*What needs to be done:*
In the material below, find each line with the string "HashMap" and copy it.

*Material for the task:*
● ● ● ● ●

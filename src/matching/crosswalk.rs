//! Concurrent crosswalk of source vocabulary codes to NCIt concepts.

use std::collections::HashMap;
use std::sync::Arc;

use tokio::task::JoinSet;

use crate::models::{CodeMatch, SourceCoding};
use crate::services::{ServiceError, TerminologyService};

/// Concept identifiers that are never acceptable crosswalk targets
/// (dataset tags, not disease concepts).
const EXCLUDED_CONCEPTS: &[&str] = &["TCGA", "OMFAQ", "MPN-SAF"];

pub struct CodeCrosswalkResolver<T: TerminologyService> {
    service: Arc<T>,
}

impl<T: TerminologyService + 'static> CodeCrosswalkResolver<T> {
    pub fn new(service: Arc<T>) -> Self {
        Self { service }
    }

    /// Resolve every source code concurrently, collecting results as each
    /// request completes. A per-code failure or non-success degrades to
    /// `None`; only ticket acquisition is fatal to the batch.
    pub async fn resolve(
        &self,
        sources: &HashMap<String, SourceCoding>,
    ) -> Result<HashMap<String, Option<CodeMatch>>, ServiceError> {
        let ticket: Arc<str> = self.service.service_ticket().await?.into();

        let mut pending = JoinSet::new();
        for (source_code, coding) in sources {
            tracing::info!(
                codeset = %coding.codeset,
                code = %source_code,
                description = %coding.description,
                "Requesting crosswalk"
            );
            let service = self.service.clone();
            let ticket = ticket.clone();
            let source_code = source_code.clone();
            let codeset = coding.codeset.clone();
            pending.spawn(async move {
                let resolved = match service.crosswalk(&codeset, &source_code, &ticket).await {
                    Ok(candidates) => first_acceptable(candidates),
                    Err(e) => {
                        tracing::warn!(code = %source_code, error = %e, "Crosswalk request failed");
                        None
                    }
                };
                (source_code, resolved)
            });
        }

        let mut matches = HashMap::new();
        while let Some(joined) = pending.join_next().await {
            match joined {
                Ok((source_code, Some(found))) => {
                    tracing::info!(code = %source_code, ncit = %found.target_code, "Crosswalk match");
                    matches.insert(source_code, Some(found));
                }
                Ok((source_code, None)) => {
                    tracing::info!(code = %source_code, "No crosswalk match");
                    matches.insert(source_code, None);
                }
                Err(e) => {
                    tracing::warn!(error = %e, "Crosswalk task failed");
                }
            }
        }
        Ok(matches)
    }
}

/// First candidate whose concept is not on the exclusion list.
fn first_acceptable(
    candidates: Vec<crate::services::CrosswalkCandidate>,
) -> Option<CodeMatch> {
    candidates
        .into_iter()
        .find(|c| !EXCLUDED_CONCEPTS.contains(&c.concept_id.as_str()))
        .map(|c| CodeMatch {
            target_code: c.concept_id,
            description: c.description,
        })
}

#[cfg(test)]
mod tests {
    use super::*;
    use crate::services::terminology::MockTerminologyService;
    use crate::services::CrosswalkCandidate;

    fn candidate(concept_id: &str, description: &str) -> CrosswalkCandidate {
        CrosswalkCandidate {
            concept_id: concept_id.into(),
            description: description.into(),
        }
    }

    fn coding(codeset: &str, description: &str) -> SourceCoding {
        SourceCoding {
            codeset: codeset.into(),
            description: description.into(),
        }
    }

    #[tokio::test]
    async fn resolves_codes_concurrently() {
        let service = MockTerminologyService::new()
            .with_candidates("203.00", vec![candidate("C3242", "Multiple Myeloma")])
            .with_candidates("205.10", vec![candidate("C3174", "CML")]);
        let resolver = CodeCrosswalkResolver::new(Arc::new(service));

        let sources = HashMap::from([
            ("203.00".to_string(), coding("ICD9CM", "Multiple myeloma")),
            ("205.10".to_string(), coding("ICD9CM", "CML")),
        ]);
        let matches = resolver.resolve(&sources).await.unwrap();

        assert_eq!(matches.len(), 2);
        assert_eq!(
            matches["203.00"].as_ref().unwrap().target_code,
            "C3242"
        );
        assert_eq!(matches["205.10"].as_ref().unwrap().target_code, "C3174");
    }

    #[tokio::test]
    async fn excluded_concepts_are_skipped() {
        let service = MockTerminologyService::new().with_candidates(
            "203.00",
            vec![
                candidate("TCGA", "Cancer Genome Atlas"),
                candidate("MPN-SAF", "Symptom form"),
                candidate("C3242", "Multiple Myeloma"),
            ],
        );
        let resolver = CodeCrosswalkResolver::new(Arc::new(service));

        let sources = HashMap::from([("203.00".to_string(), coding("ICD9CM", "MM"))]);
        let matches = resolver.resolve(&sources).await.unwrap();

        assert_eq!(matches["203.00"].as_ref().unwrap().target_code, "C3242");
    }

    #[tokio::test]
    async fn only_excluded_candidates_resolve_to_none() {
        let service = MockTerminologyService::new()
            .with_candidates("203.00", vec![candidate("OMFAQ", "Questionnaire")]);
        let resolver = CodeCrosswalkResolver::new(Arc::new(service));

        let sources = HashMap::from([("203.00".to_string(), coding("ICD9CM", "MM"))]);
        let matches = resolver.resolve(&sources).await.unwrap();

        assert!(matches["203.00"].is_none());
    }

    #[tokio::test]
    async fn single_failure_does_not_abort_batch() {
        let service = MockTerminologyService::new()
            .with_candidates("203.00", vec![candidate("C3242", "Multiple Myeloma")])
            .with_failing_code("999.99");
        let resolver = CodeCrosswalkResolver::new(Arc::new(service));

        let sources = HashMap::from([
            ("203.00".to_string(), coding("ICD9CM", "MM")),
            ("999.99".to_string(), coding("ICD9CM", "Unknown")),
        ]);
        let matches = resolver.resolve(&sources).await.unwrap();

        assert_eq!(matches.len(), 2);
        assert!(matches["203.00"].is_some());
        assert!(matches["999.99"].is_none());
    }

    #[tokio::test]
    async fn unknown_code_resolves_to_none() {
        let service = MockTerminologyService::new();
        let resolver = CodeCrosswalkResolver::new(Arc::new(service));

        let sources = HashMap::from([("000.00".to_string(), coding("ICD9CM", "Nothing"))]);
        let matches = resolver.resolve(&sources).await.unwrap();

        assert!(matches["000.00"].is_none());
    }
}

● ● ● ● ●

*Solution:*
use std::collections::HashMap;
        sources: &HashMap<String, SourceCoding>,
    ) -> Result<HashMap<String, Option<CodeMatch>>, ServiceError> {
        let mut matches = HashMap::new();
        let sources = HashMap::from([
        let sources = HashMap::from([("203.00".to_string(), coding("ICD9CM", "MM"))]);
        let sources = HashMap::from([("203.00".to_string(), coding("ICD9CM", "MM"))]);
        let sources = HashMap::from([
        let sources = HashMap::from([("000.00".to_string(), coding("ICD9CM", "Nothing"))]);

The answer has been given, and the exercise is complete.